Now Sammy has died I intend to take the same approach and document my next steps and the journey of grief I am embarking on without my darling girl. I am including you mainly for selfish reasons, because I need your support! It is a dark and petrifying journey for which I can see no light or end to. It is however a journey only I can make on my own but with your support I am sure it will be less turbulent.
In my opinion, talking makes the difference and if Sammy’s story and fight helps give others courage or my thoughts one day help one person with their battle with cancer or grief then my writing this is worth it. What has happened is so utterly hideous that nothing will validate a second of Sammy’s suffering and the pain, sadness and misery of her no longer being here but I have to try and believe that this might resonate with one person, one day and that it might help them on their journey.
As ever, all my love and gratitude.
Johnsie x
SAMMY EULOGY 20 DECEMBER 2017
/Dear All,
It’s been a while since I updated you. To be honest, there are some days where I struggle to even get out of bed in the morning let alone put pen to paper. However, when I can muster the strength and penmanship I will start trying to update the next part of the journey as a 34 year old widower. You never know, it might be cathartic for me and it might one day, help one person.
In the interim, quite a few people have asked me to send them a copy of the Eulogy. As a result, I have decided to post a copy it.
So much love and thank you for all your support. It means the world and I need it more than ever without my darling Sammy by my side.
x
SAMMY MEMORIAL EULOGY 20th DECEMBER 2017
As the expression goes, “every now and again, even a blind squirrel finds a nut”! As you all know, not only did I find a nut but I found my oak in Samantha.
Although this really was not the plan it is a real triumph to see such a marvellous gathering of the most wonderful people all in one place. I know that Sammy would be in complete shock to see you all here. I say this because one of Sammy’s most attractive qualities was her modesty. I truly believe she was none the wiser as to how truly amazing and beautiful she was and how many lives she touched and enriched in her drastically short life. The turn out today is testament to her and to the remarkable human being she was.

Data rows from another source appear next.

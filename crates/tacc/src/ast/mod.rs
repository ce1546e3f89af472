//! AST node catalogs for the three tree-shaped stages of the pipeline:
//! [`surface`] (parser output), [`core`] (desugar/explicate input+output),
//! and [`flat`] (flatten output, the last tree-shaped stage before
//! instruction selection).

pub mod core;
pub mod flat;
pub mod surface;

pub use core::{BinOp, BoxKind, Expr, Literal, Module, Stmt, UnboxKind};
pub use flat::{FlatExpr, FlatModule, FlatStmt};
pub use surface::{CompareOp, SurfaceExpr, SurfaceModule, SurfaceStmt};
/// Box a closure as a [`Validation`]
pub fn validation<F, Fut>(f: F) -> Validation
where
    F: FnOnce(StepContext, Assertions, ManagementClient, ClusterHandle) -> Fut + Send + 'static,
    Fut: Future<Output = Result<()>> + Send + 'static,
{
    Box::new(move |t, g, mgmt, handle| f(t, g, mgmt, handle).boxed())
}

/// Runs one cluster through its lifecycle
pub struct HostedClusterTest {
    scenario: String,
    mgmt: ManagementClient,
    connector: Arc<dyn GuestConnector>,
    timeouts: HarnessTimeouts,
    pull_secret: Vec<u8>,
    cancel: CancellationToken,
}

impl HostedClusterTest {
    /// Harness for one scenario
    pub fn new(
        scenario: impl Into<String>,
        mgmt: ManagementClient,
        connector: Arc<dyn GuestConnector>,
        options: &HarnessOptions,
    ) -> Self {
        Self {
            scenario: scenario.into(),
            mgmt,
            connector,
            timeouts: options.timeouts.clone(),
            pull_secret: options.pull_secret.clone(),
            cancel: CancellationToken::new(),
        }
    }

    /// Use `cancel` as the scenario's cancellation token
    pub fn with_cancellation(mut self, cancel: CancellationToken) -> Self {
        self.cancel = cancel;
        self
    }

    /// Token cancelling provisioning and validation (never teardown)
    pub fn cancellation_token(&self) -> CancellationToken {
        self.cancel.clone()
    }

    /// Provision a cluster for `request`, validate it, and tear it down.
    ///
    /// Never fails itself: every problem is recorded in the returned
    /// outcome. Teardown is entered exactly once for every cluster that was
    /// created.
    pub async fn execute(
        &self,
        request: &ClusterRequest,
        platform: &Platform,
        artifact_dir: Option<&Path>,
        signing_key: Option<&[u8]>,
        validation: Option<Validation>,
    ) -> ScenarioOutcome {
        let handle = ClusterHandle::generate(&request.name_prefix);
        let span = info_span!("scenario", scenario = %self.scenario, cluster = %handle);
        self.run(handle, request, platform, artifact_dir, signing_key, validation)
            .instrument(span)
            .await
    }

    async fn run(
        &self,
        handle: ClusterHandle,
        request: &ClusterRequest,
        platform: &Platform,
        artifact_dir: Option<&Path>,
        signing_key: Option<&[u8]>,
        validation: Option<Validation>,
    ) -> ScenarioOutcome {
        let (request, downgrades) = request.resolve_topology(platform);
        let rendered = request.render(&handle, platform, signing_key, &self.pull_secret);
        let mut tracker = PhaseTracker::new(handle.to_string());
        let t = StepContext::new(
            self.scenario.clone(),
            self.cancel.clone(),
            self.mgmt.clone(),
            self.connector.clone(),
            handle.clone(),
            self.timeouts.clone(),
        );
        let failures = t.failure_log().clone();

        let submitted = match self.mgmt.namespaces.create(&rendered.namespace).await {
            Ok(_) => self.submit(&rendered).await.map_err(|e| (e, true)),
            Err(e) => Err((e, false)),
        };
        if let Err((e, owns_namespace)) = submitted {
            failures.record(&self.scenario, format!("cluster creation rejected: {e}"), true);
            tracker.enter(LifecyclePhase::Errored);
            if owns_namespace {
                self.discard_namespace(&handle).await;
            }
            return ScenarioOutcome {
                scenario: self.scenario.clone(),
                handle,
                phases: tracker.into_phases(),
                failures: failures.snapshot(),
                downgrades,
                teardown_error: None,
            };
        }
        tracker.enter(LifecyclePhase::Provisioning);

        let profile = ClusterProfile::for_cluster(
            platform,
            &request.endpoint_access,
            rendered.expected_nodes(),
        );
        let provisioned = match self.create_node_pools(&rendered).await {
            Ok(()) => self.await_readiness(&t, profile).await,
            Err(e) => Err(e),
        };
        match provisioned {
            Ok(elapsed) => {
                info!(
                    profile = ?profile,
                    elapsed_ms = elapsed.as_millis() as u64,
                    "Cluster ready"
                );
                tracker.enter(LifecyclePhase::Ready);
                if let Some(validate) = validation {
                    tracker.enter(LifecyclePhase::Validating);
                    self.validate(&t, validate).await;
                }
            }
            Err(e) => failures.record(
                &self.scenario,
                format!("cluster did not become ready: {e}"),
                true,
            ),
        }

        tracker.enter(LifecyclePhase::TearingDown);
        if let Some(dir) = artifact_dir {
            self.dump_artifacts(dir, &handle).await;
        }
        let teardown_error = match self.teardown(&handle).await {
            Ok(()) => {
                tracker.enter(LifecyclePhase::Done);
                None
            }
            Err(e) => {
                error!(error = %e, "Teardown failed");
                tracker.enter(LifecyclePhase::Errored);
                Some(e.to_string())
            }
        };

        ScenarioOutcome {
            scenario: self.scenario.clone(),
            handle,
            phases: tracker.into_phases(),
            failures: failures.snapshot(),
            downgrades,
            teardown_error,
        }
    }

    /// Create everything but the namespace, which the caller already owns
    async fn submit(&self, rendered: &RenderedCluster) -> Result<()> {
        self.mgmt.secrets.create(&rendered.pull_secret).await?;
        if let Some(signing_key) = &rendered.signing_key {
            self.mgmt.secrets.create(signing_key).await?;
        }
        let hc = self
            .mgmt
            .hosted_clusters
            .create(&rendered.hosted_cluster)
            .await?;
        info!(
            platform = %hc.spec.platform.type_,
            endpoint_access = %hc.endpoint_access(),
            "HostedCluster created"
        );
        Ok(())
    }

    async fn create_node_pools(&self, rendered: &RenderedCluster) -> Result<()> {
        for pool in &rendered.node_pools {
            self.mgmt.node_pools.create(pool).await?;
            debug!(node_pool = %ObjectKey::of(pool), "NodePool created");
        }
        Ok(())
    }

    async fn await_readiness(&self, t: &StepContext, profile: ClusterProfile) -> Result<Duration> {
        let start = Instant::now();
        let deadline = start + self.timeouts.provision;
        for check in profile.readiness_plan() {
            let remaining = deadline.saturating_duration_since(Instant::now());
            let elapsed = self.await_check(t, check, remaining).await?;
            info!(
                check = %check,
                elapsed_ms = elapsed.as_millis() as u64,
                "Readiness check passed"
            );
        }
        Ok(start.elapsed())
    }

    async fn await_check(
        &self,
        t: &StepContext,
        check: ReadinessCheck,
        timeout: Duration,
    ) -> Result<Duration> {
        let handle = t.handle();
        match check {
            ReadinessCheck::ClusterCondition(condition) => {
                let key = &handle.key();
                let clusters = &self.mgmt.hosted_clusters;
                t.wait_for(format!("{check} on {handle}"), timeout, || async move {
                    Ok(clusters
                        .get(key)
                        .await?
                        .is_some_and(|hc| hc.has_condition(condition)))
                })
                .await
            }
            ReadinessCheck::ControlPlaneCondition(condition) => {
                let key = &handle.control_plane_key();
                let control_planes = &self.mgmt.control_planes;
                t.wait_for(format!("{check} on {key}"), timeout, || async move {
                    Ok(control_planes
                        .get(key)
                        .await?
                        .is_some_and(|hcp| hcp.has_condition(condition)))
                })
                .await
            }
            ReadinessCheck::GuestApiReachable => {
                let start = Instant::now();
                t.guest_client_within(timeout).await?;
                Ok(start.elapsed())
            }
            ReadinessCheck::GuestNodesReady(expected) => {
                let guest = t.guest_client_within(timeout).await?;
                let nodes = &guest.nodes;
                t.wait_for(format!("{check} in {handle}"), timeout, || async move {
                    let ready = nodes
                        .list(None, None)
                        .await?
                        .iter()
                        .filter(|n| is_node_ready(n))
                        .count();
                    Ok(ready >= expected)
                })
                .await
            }
            ReadinessCheck::RolloutComplete => {
                let key = &handle.key();
                let clusters = &self.mgmt.hosted_clusters;
                t.wait_for(format!("{check} on {handle}"), timeout, || async move {
                    Ok(clusters
                        .get(key)
                        .await?
                        .is_some_and(|hc| hc.rollout_complete()))
                })
                .await
            }
            ReadinessCheck::NoCrashingPods => {
                let namespace = &handle.control_plane_namespace();
                let pods = &self.mgmt.pods;
                let last_seen = std::sync::Mutex::new(Vec::new());
                let last_seen = &last_seen;
                let waited = t
                    .wait_for(format!("{check} in {namespace}"), timeout, || async move {
                        let crashing = crashing_pods(
                            &pods.list(Some(namespace.as_str()), None).await?,
                            MAX_CONTROL_PLANE_RESTARTS,
                        );
                        let healthy = crashing.is_empty();
                        *last_seen.lock().unwrap_or_else(|e| e.into_inner()) = crashing;
                        Ok(healthy)
                    })
                    .await;
                waited.map_err(|e| match e {
                    Error::Timeout { .. } => {
                        let crashing = last_seen.lock().unwrap_or_else(|e| e.into_inner());
                        Error::assertion(format!("{e}: {}", crashing.join("; ")))
                    }
                    e => e,
                })
            }
        }
    }

    async fn validate(&self, t: &StepContext, validate: Validation) {
        info!(step = %t.name(), "Running validation");
        let fut = validate(
            t.clone(),
            t.assertions(),
            self.mgmt.clone(),
            t.handle().clone(),
        );
        match AssertUnwindSafe(fut).catch_unwind().await {
            Ok(Ok(())) => {}
            Ok(Err(e)) => t.failure_log().record(t.name(), e.to_string(), true),
            Err(panic) => t
                .failure_log()
                .record(t.name(), format!("PANIC: {}", panic_message(panic)), true),
        }
    }

    async fn teardown(&self, handle: &ClusterHandle) -> Result<()> {
        // The scenario token may already be cancelled; cleanup must still run.
        let cancel = CancellationToken::new();
        let retry = RetryConfig::with_max_attempts(TEARDOWN_DELETE_ATTEMPTS);
        let key = &handle.key();
        let clusters = &self.mgmt.hosted_clusters;

        retry_with_backoff(&retry, &format!("delete HostedCluster {key}"), move || {
            clusters.delete(key)
        })
        .await?;

        let elapsed = poll_until(
            &cancel,
            self.timeouts.poll_interval,
            self.timeouts.teardown,
            format!("HostedCluster {key} to be deleted"),
            || async move { Ok(clusters.get(key).await?.is_none()) },
        )
        .await?;
        info!(elapsed_ms = elapsed.as_millis() as u64, "HostedCluster deleted");

        let namespace = &ObjectKey::cluster(&handle.namespace);
        let namespaces = &self.mgmt.namespaces;
        retry_with_backoff(&retry, &format!("delete namespace {namespace}"), move || {
            namespaces.delete(namespace)
        })
        .await?;
        info!(namespace = %namespace, "Namespace deletion requested");
        Ok(())
    }

    async fn discard_namespace(&self, handle: &ClusterHandle) {
        let key = ObjectKey::cluster(&handle.namespace);
        if let Err(e) = self.mgmt.namespaces.delete(&key).await {
            debug!(namespace = %key, error = %e, "Could not remove namespace of rejected cluster");
        }
    }

    async fn dump_artifacts(&self, dir: &Path, handle: &ClusterHandle) {
        let hc = match self.mgmt.hosted_clusters.get(&handle.key()).await {
            Ok(Some(hc)) => hc,
            Ok(None) => {
                warn!("HostedCluster gone before artifacts could be collected");
                return;
            }
            Err(e) => {
                warn!(error = %e, "Failed to read HostedCluster for artifacts");
                return;
            }
        };
        let yaml = match serde_yaml::to_string(&hc) {
            Ok(yaml) => yaml,
            Err(e) => {
                warn!(error = %e, "Failed to serialize HostedCluster");
                return;
            }
        };

        let dir = dir.join(&handle.name);
        if let Err(e) = tokio::fs::create_dir_all(&dir).await {
            warn!(dir = %dir.display(), error = %e, "Failed to create artifact directory");
            return;
        }
        let path = dir.join("hostedcluster.yaml");
        match tokio::fs::write(&path, yaml).await {
            Ok(()) => debug!(path = %path.display(), "Wrote HostedCluster artifact"),
            Err(e) => warn!(path = %path.display(), error = %e, "Failed to write artifact"),
        }
    }
}
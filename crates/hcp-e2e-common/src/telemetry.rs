//! Logging initialization for test processes
//!
//! Scenario tests run in parallel inside one process, so initialization is
//! idempotent: the first caller installs the subscriber, later calls are
//! no-ops.

use tracing_subscriber::layer::SubscriberExt;
use tracing_subscriber::util::SubscriberInitExt;
use tracing_subscriber::EnvFilter;

/// Environment variable selecting JSON log output
pub const LOG_FORMAT_ENV: &str = "HCP_E2E_LOG_FORMAT";

/// Filter used when `RUST_LOG` is not set
pub const DEFAULT_LOG_FILTER: &str =
    "info,hcp_e2e=debug,hcp_e2e_common=debug,kube=info,hyper=warn";

/// Output format for log lines
#[derive(Clone, Copy, Debug, Default, PartialEq, Eq)]
pub enum LogFormat {
    /// Human-readable lines captured by the test runner
    #[default]
    Pretty,
    /// One JSON object per line, for CI log ingestion
    Json,
}

impl LogFormat {
    /// Read the format from `HCP_E2E_LOG_FORMAT` ("json" selects JSON)
    pub fn from_env() -> Self {
        match std::env::var(LOG_FORMAT_ENV) {
            Ok(v) if v.eq_ignore_ascii_case("json") => Self::Json,
            _ => Self::Pretty,
        }
    }
}

/// Install the global tracing subscriber once per process.
///
/// Returns false when a subscriber was already installed.
pub fn init_logging(format: LogFormat) -> bool {
    let env_filter =
        EnvFilter::try_from_default_env().unwrap_or_else(|_| EnvFilter::new(DEFAULT_LOG_FILTER));

    let registry = tracing_subscriber::registry().with(env_filter);
    let result = match format {
        LogFormat::Pretty => registry
            .with(
                tracing_subscriber::fmt::layer()
                    .with_test_writer()
                    .with_target(true),
            )
            .try_init(),
        LogFormat::Json => registry
            .with(
                tracing_subscriber::fmt::layer()
                    .json()
                    .with_current_span(true)
                    .with_span_list(false)
                    .with_target(true),
            )
            .try_init(),
    };
    result.is_ok()
}

/// Initialize logging from the environment; convenient first line of a test
pub fn init_test_logging() {
    let _ = init_logging(LogFormat::from_env());
}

I have received countless letters over the past months and I cannot begin to thank you enough for them. They have given so much strength and support in the darkest of hours and helped keep the share value of Kleenex going up. Despite my mother’s best efforts to encourage me to respond to your letters I haven’t and I apologise. But, I wanted to let you know how grateful I am for hearing everything you had to say and how much Sammy meant to you. It is humbling how she touched so many, so profoundly.
One letter said, “Sometimes I think God could be jealous”. Quite a bold statement… But it went on to say…
“I think he was jealous of the fun and laughter that Sammy brought to all our lives so that he took her for himself.”
In Sammy’s short life she achieved so much more than many of us do in a full lifetime. Her life was so rich in love, friendship, family and laughter. There is so much to say and so little time to do justice to one of life’s greats. She really made the most of life and lived every day to the full. Sammy was up for everything and nothing was ever too much. She always saw the positive in every situation and the positive qualities in everyone she met. Sammy had this amazing knack of making you feel like you were the only person in the room, she made you feel special, always remembering what you had been up to and she never looked over your shoulder.
Any words I speak are woefully inadequate at describing how magnificent Sammy was. What I do know however, is that I do not need words to describe the hideous void that has been left in our lives and the searing pain in our hearts. These feelings give the true measure of the person Sammy was and how sorely she will always be missed.
Sammy was the most kind-hearted soul and we are all so privileged to have had her in our lives. She was so effortlessly beautiful, naturally cool and radiated excitement, kindness, empathy, positivity and love in every possible way. Her sense for adventure was contagious. People just couldn’t help but be drawn to her.
Her trademark smile lit up the darkest of rooms, her sense of humour was razor sharp and her laughter was as infectious as it was melodic. It could have turned the hardiest warrior into a puppy dog. I think that every single letter I received mentioned her laugh and how much that person treasured it and how much they miss it.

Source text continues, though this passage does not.